Emergency FundHappy Wednesday! Hopefully, you’ve drafted your budget and are starting to use it as you go about your daily spending and financial decision making.

I know it’s hard to get used to following a budget. I also understand that the budget in your head and on your paper may not always play out in real life as you expect it to.

That’s totally normal.

As you get better at budgeting (it’s a skill!), you’ll notice that it gets easier to stick to your budget. This is partly because your budget will become more realistic for your needs as you figure out what’s working and what’s not. It’s also because you’ll get better at making smart financial decisions! And speaking of smart financial decisions…I want to talk about a time we *tried* to make a wise choice with our money but instead found ourselves in a {very} costly situation.

And our emergency fund saved our bank account…over and over and over again.

Years ago, we decided to downgrade our cars. This was, in our estimation, a Good Financial Decision. 

One of the cars we purchased, though, was a total lemon. The WORST, you guys.

Within the first month of owning it, it needed an expensive ($1,000) repair. Luckily, we had an emergency fund. We drained it to pay for the repairs, then starting rebuilding the fund.

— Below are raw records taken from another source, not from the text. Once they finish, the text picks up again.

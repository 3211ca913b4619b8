//! Telegram Bot API client module
//!
//! Encapsulates outbound notifications to chats. The router treats delivery
//! as best-effort; this client still reports every failure precisely.

use async_trait::async_trait;
use reqwest::Client;
use serde_json::{Value, json};
use std::time::Duration;
use tracing::debug;

use super::token::TokenProvider;
use crate::errors::BotError;

const TELEGRAM_API_BASE: &str = "https://api.telegram.org";

static HTTP_CLIENT: std::sync::LazyLock<Client> = std::sync::LazyLock::new(|| {
    Client::builder()
        .timeout(Duration::from_secs(30))
        .build()
        .unwrap_or_else(|_| Client::new())
});

/// Outbound notification seam. Production uses [`TelegramClient`]; tests
/// substitute recording fakes.
#[async_trait]
pub trait Messenger: Send + Sync {
    async fn send_photo(&self, chat_id: i64, photo_url: &str) -> Result<(), BotError>;
    async fn send_message(&self, chat_id: i64, text: &str) -> Result<(), BotError>;
}

/// Telegram Bot API client.
pub struct TelegramClient {
    tokens: TokenProvider,
}

// ─────────────────────────────────────────────────────────────────────────────
// Method payload builders (extracted for testability)
// ─────────────────────────────────────────────────────────────────────────────

/// Build the JSON payload for `sendPhoto`.
#[must_use]
fn build_send_photo_payload(chat_id: i64, photo_url: &str) -> Value {
    json!({ "chat_id": chat_id, "photo": photo_url })
}

/// Build the JSON payload for `sendMessage`.
#[must_use]
fn build_send_message_payload(chat_id: i64, text: &str) -> Value {
    json!({ "chat_id": chat_id, "text": text })
}

impl TelegramClient {
    #[must_use]
    pub fn new(tokens: TokenProvider) -> Self {
        Self { tokens }
    }

    /// POST a payload to one Bot API method.
    ///
    /// The request URL embeds the bot token; neither the URL nor the token
    /// is ever logged.
    ///
    /// # Errors
    ///
    /// Returns `MessagingError` when the request cannot be sent or Telegram
    /// answers with a non-success status, and `ConfigError` when no token
    /// can be resolved.
    pub async fn call_method(&self, method: &str, payload: &Value) -> Result<(), BotError> {
        let token = self.tokens.get_token().await?;
        let url = format!("{TELEGRAM_API_BASE}/bot{token}/{method}");

        let response = HTTP_CLIENT
            .post(&url)
            .json(payload)
            .send()
            .await
            .map_err(|e| BotError::MessagingError(format!("{method} request failed: {e}")))?;

        let status = response.status();
        if !status.is_success() {
            return Err(BotError::MessagingError(format!(
                "{method} returned HTTP {status}"
            )));
        }

        // Best-effort: the response body is useful in logs but never
        // required.
        if let Ok(body) = response.json::<Value>().await {
            debug!(%method, "Telegram API response: {}", body);
        }

        Ok(())
    }
}

#[async_trait]
impl Messenger for TelegramClient {
    async fn send_photo(&self, chat_id: i64, photo_url: &str) -> Result<(), BotError> {
        self.call_method("sendPhoto", &build_send_photo_payload(chat_id, photo_url))
            .await
    }

    async fn send_message(&self, chat_id: i64, text: &str) -> Result<(), BotError> {
        self.call_method("sendMessage", &build_send_message_payload(chat_id, text))
            .await
    }
}

#[cfg(test)]
mod tests {
    use super::*;

    #[test]
    fn test_build_send_photo_payload_shape() {
        let payload = build_send_photo_payload(42, "https://example.com/sprite.png");

        assert_eq!(payload["chat_id"], 42);
        assert_eq!(payload["photo"], "https://example.com/sprite.png");
    }

    #[test]
    fn test_build_send_message_payload_shape() {
        let payload = build_send_message_payload(-100_200, "An entry.");

        assert_eq!(payload["chat_id"], -100_200);
        assert_eq!(payload["text"], "An entry.");
    }
}
//! PokeAPI client module
//!
//! Read-only, unauthenticated lookups against the public PokeAPI.

use async_trait::async_trait;
use reqwest::{Client, StatusCode};
use serde_json::Value;
use std::time::Duration;
use tracing::debug;

use crate::core::models::SpeciesRecord;
use crate::errors::BotError;

const POKEAPI_BASE: &str = "https://pokeapi.co/api/v2";

static HTTP_CLIENT: std::sync::LazyLock<Client> = std::sync::LazyLock::new(|| {
    Client::builder()
        .timeout(Duration::from_secs(30))
        .build()
        .unwrap_or_else(|_| Client::new())
});

/// Species lookup seam. Production uses [`PokeApiClient`]; tests substitute
/// in-memory fakes.
#[async_trait]
pub trait SpeciesLookup: Send + Sync {
    async fn lookup(&self, name: &str) -> Result<SpeciesRecord, BotError>;
}

/// Client for the public PokeAPI.
#[derive(Debug, Default)]
pub struct PokeApiClient;

impl PokeApiClient {
    #[must_use]
    pub fn new() -> Self {
        Self
    }
}

#[async_trait]
impl SpeciesLookup for PokeApiClient {
    /// Fetch one Pokémon by name.
    ///
    /// The name is lowercased before the request; PokeAPI slugs always are.
    /// A 404 maps to `NotFound`, any other non-success status to
    /// `UpstreamError`.
    async fn lookup(&self, name: &str) -> Result<SpeciesRecord, BotError> {
        let slug = name.to_lowercase();
        let url = format!("{POKEAPI_BASE}/pokemon/{}", urlencoding::encode(&slug));

        let response = HTTP_CLIENT
            .get(&url)
            .send()
            .await
            .map_err(|e| BotError::UpstreamError(format!("request failed: {e}")))?;

        if let Some(error) = error_for_status(response.status(), &slug) {
            return Err(error);
        }

        let payload: Value = response
            .json()
            .await
            .map_err(|e| BotError::UpstreamError(format!("invalid response body: {e}")))?;

        let record = SpeciesRecord::from_api_payload(&payload);
        debug!(
            name = %record.name,
            types = record.types.len(),
            has_image = record.image_url.is_some(),
            "Fetched species record"
        );

        Ok(record)
    }
}

/// Map a lookup response status to its error, if it is one.
fn error_for_status(status: StatusCode, slug: &str) -> Option<BotError> {
    if status == StatusCode::NOT_FOUND {
        Some(BotError::NotFound(slug.to_string()))
    } else if !status.is_success() {
        Some(BotError::UpstreamError(format!(
            "PokeAPI returned HTTP {status}"
        )))
    } else {
        None
    }
}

Shortly after we fixed the car, it broke down again. We pulled from our freshly-funded emergency fund again.

Rinse, wash, repeat.

Until we had spent thousands of dollars in car repairs. A new engine, a new heating unit (after months of driving in 40-degree weather without heat…brrrr!), new everything. We spent as much on car repairs as we’d spent on the actual car. Every time we’d fix something, we’d think, “That’s it! That HAS to be it. This car has basically been rebuilt from the ground up!”

Until it broke again.

I hate to think about what we could have done with the money we spent on that car, but here’s the thing: we had the money to pay for those repairs. It wasn’t comfortable, but we didn’t go into more debt over fixing that dumb car.

I learned two lessons here:

  1. Always check out Consumer Reports detailed reports on car reliability before choosing a new car (seriously – we subscribe to Consumer Reports now and have used their car buying service for every vehicle we’ve purchased after The Lemon)
  2. Fund your emergency fund first.

If we didn’t have money in the emergency fund, we’d have put the repairs on a credit card, or borrowed money, or shifted bills around and fallen behind on something else. The emergency fund allowed us to pay cash for those repairs. 

The car didn’t provide us with the savings we’d hoped for when downgrading. Quite the opposite! But we didn’t incur more debt or fall behind on our bills, because we had an emergency fund.

Other times we’ve tapped into our emergency fund include:

  • Paying our annual HOA dues because we forgot to include them in the budget (oops!)
  • Emergency vet bills (what a relief to know we had the money we needed to pay for an unexpected illness or injury for a pet)
  • Repairing a broken windshield
  • Groceries (yep…there have been months when we’ve had to raid the emergency fund for basic needs…which is what it’s there for!)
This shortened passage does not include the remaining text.